Gleichwohl zeigt die Statistik, dass ein Auftakterfolg von grosser Bedeutung ist. Nur einmal, 1990, hat ein Startsieg (2:0 gegen Bulgarien) nicht zu einer späteren Qualifikation geführt. «Ich hoffe, dass wir nicht im selben Stil wie 2014 beginnen, sagt Vladimir Petkovic, im Wissen, dass die WM-Kampagne härter ist, weil sich nur der Gruppenerste direkt für das Turnier in Russland qualifiziert. Der Schweizer Nationalcoach ist nichtsdestotrotz zuversichtlich, weil er denkt, dass sich die Mannschaft heute «in einem anderen Zustand» befindet als vor zwei Jahren. «Sie ist auf jeden Fall selbstbewusster», sagt Petkovic.

Mehr Tore mit 100 Prozent Wille

Petkovic ist gut drauf an diesem Montagnachmittag, braun gebrannt und gut erholt auch von der EM, die für die Schweiz mit dem verlorenen Penaltyschiessen gegen Polen derb enttäuschend geendet hatte. «Als ich die EM zu Hause am Fernsehen weiterverfolgte und spürte, was für uns drin gelegen wäre, tat dies schon weh», sagt Petkovic. «Doch dies soll nun Ansporn sein, das nächste Mal mehr zu erreichen.»
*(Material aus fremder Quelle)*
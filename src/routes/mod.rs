//! HTTP surface — webhook intake, CRUD, SSE logs, admin settings.

pub mod admin;
pub mod api;
pub mod logs;
pub mod orgs;
pub mod setup;
pub mod webhook;

use std::sync::Arc;

use axum::extract::DefaultBodyLimit;
use axum::http::StatusCode;
use axum::response::Json;
use axum::routing::{get, post};
use axum::Router;

use crate::config::Config;
use crate::db::DbPool;
use crate::github::GitHubAppProvider;
use crate::settings::SettingsStore;

/// Webhook bodies are capped at 10 MiB.
const WEBHOOK_BODY_LIMIT: usize = 10 * 1024 * 1024;

#[derive(Clone)]
pub struct AppState {
    pub pool: DbPool,
    pub config: Config,
    pub settings: SettingsStore,
    pub github: Arc<GitHubAppProvider>,
}

/// JSON error body, matching `{"error": "..."}` everywhere.
pub fn err(status: StatusCode, msg: impl Into<String>) -> (StatusCode, Json<serde_json::Value>) {
    (status, Json(serde_json::json!({ "error": msg.into() })))
}

pub fn router(state: AppState) -> Router {
    let api = Router::new()
        .route("/healthz", get(healthz))
        .route("/setup/status", get(setup::setup_status))
        .route("/setup", post(setup::run_setup))
        .route("/orgs", get(orgs::list_orgs))
        .route("/orgs/{org_id}/projects", get(orgs::list_org_projects))
        .route(
            "/orgs/{org_id}/members",
            get(orgs::list_members).post(orgs::add_member),
        )
        .route("/projects", post(api::create_project).get(api::list_projects))
        .route("/projects/{id}", get(api::get_project))
        .route(
            "/projects/{id}/env",
            post(api::set_env_var).get(api::list_env_vars),
        )
        .route("/projects/{id}/deployments", get(api::list_deployments))
        .route("/deployments/enqueue", post(api::enqueue_build))
        .route("/deployments/{id}", get(api::get_deployment))
        .route("/deployments/{id}/promote", post(api::promote_deployment))
        .route("/deployments/{id}/logs", get(logs::deployment_logs_sse))
        .route(
            "/admin/settings",
            get(admin::get_settings).put(admin::put_settings),
        )
        .route("/admin/apply", post(admin::apply))
        .route("/admin/self-update", post(admin::self_update))
        .route("/admin/jobs/{job_id}", get(admin::get_job))
        .route("/admin/jobs/{job_id}/logs", get(admin::get_job_logs))
        // Webhooks carry no auth cookie; the signature is the credential.
        .route(
            "/webhooks/github",
            post(webhook::github_webhook).layer(DefaultBodyLimit::max(WEBHOOK_BODY_LIMIT)),
        );

    Router::new()
        .route("/healthz", get(healthz))
        .nest("/api", api)
        .with_state(state)
}

async fn healthz() -> &'static str {
    "ok"
}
Weil der Coach aber mit dem Auftritt in Frankreich im Gesamten sehr zufrieden war und deshalb keine Not sah für grosse Veränderungen, orientierte er sich beim Aufgebot für das Spiel gegen Europameister Portugal in einer Woche am EM-Kader. 20 der 23 Frankreich-Reisenden bereiten sich nun in Feusisberg auf den Beginn der Ausscheidungsspiele für die WM 2018 vor. Eren Derdiyok allerdings stösst wegen einer Magen-Darm-Grippe voraussichtlich erst heute Abend zum Team. Für Steve von Bergen (Rücktritt), Xherdan Shaqiri (verletzt) und Denis Zakaria (U21-Nati) sind die für die EM verletzt ausgefallenen Renato Steffen und Timm Klose wieder dabei sowie Luca Zuffi, der den Cut nicht geschafft hatte.

Verzicht auf Testspiel

Im Gegensatz zu Portugal, das am Donnerstag in Porto gegen Gibraltar spielt, hat Petkovic auf ein Testspiel verzichtet und zieht es vor, konzentriert zu trainieren. Er wünscht sich, dass die Mannschaft weiter zusammenwächst und der Teamgeist gefestigt wird. Dass in den nächsten Tagen noch der eine oder andere seiner Spieler einen Transfer tätigen könnte, beschäftigt ihn nicht. «Viel wird in den nächsten 48 Stunden nicht passieren», glaubt Petkovic.

Dass Portugal ohne den rekonvaleszenten Superstar Cristiano Ronaldo anreist, quittiert Petkovic nüchtern. «Nachdem er im EM-Final verletzt ausgeschieden war, spielte Portugal überzeugender», sagt Petkovic. «Aber wir schauen vor allem auf uns und suchen nach Lösungen, wie wir die Portugiesen schlagen können.» Eine davon hat er schon gefunden: «Wir müssen mehr Tore schiessen. Mit 100 Prozent Wille auch die einfachen Bälle ins Netz jagen.»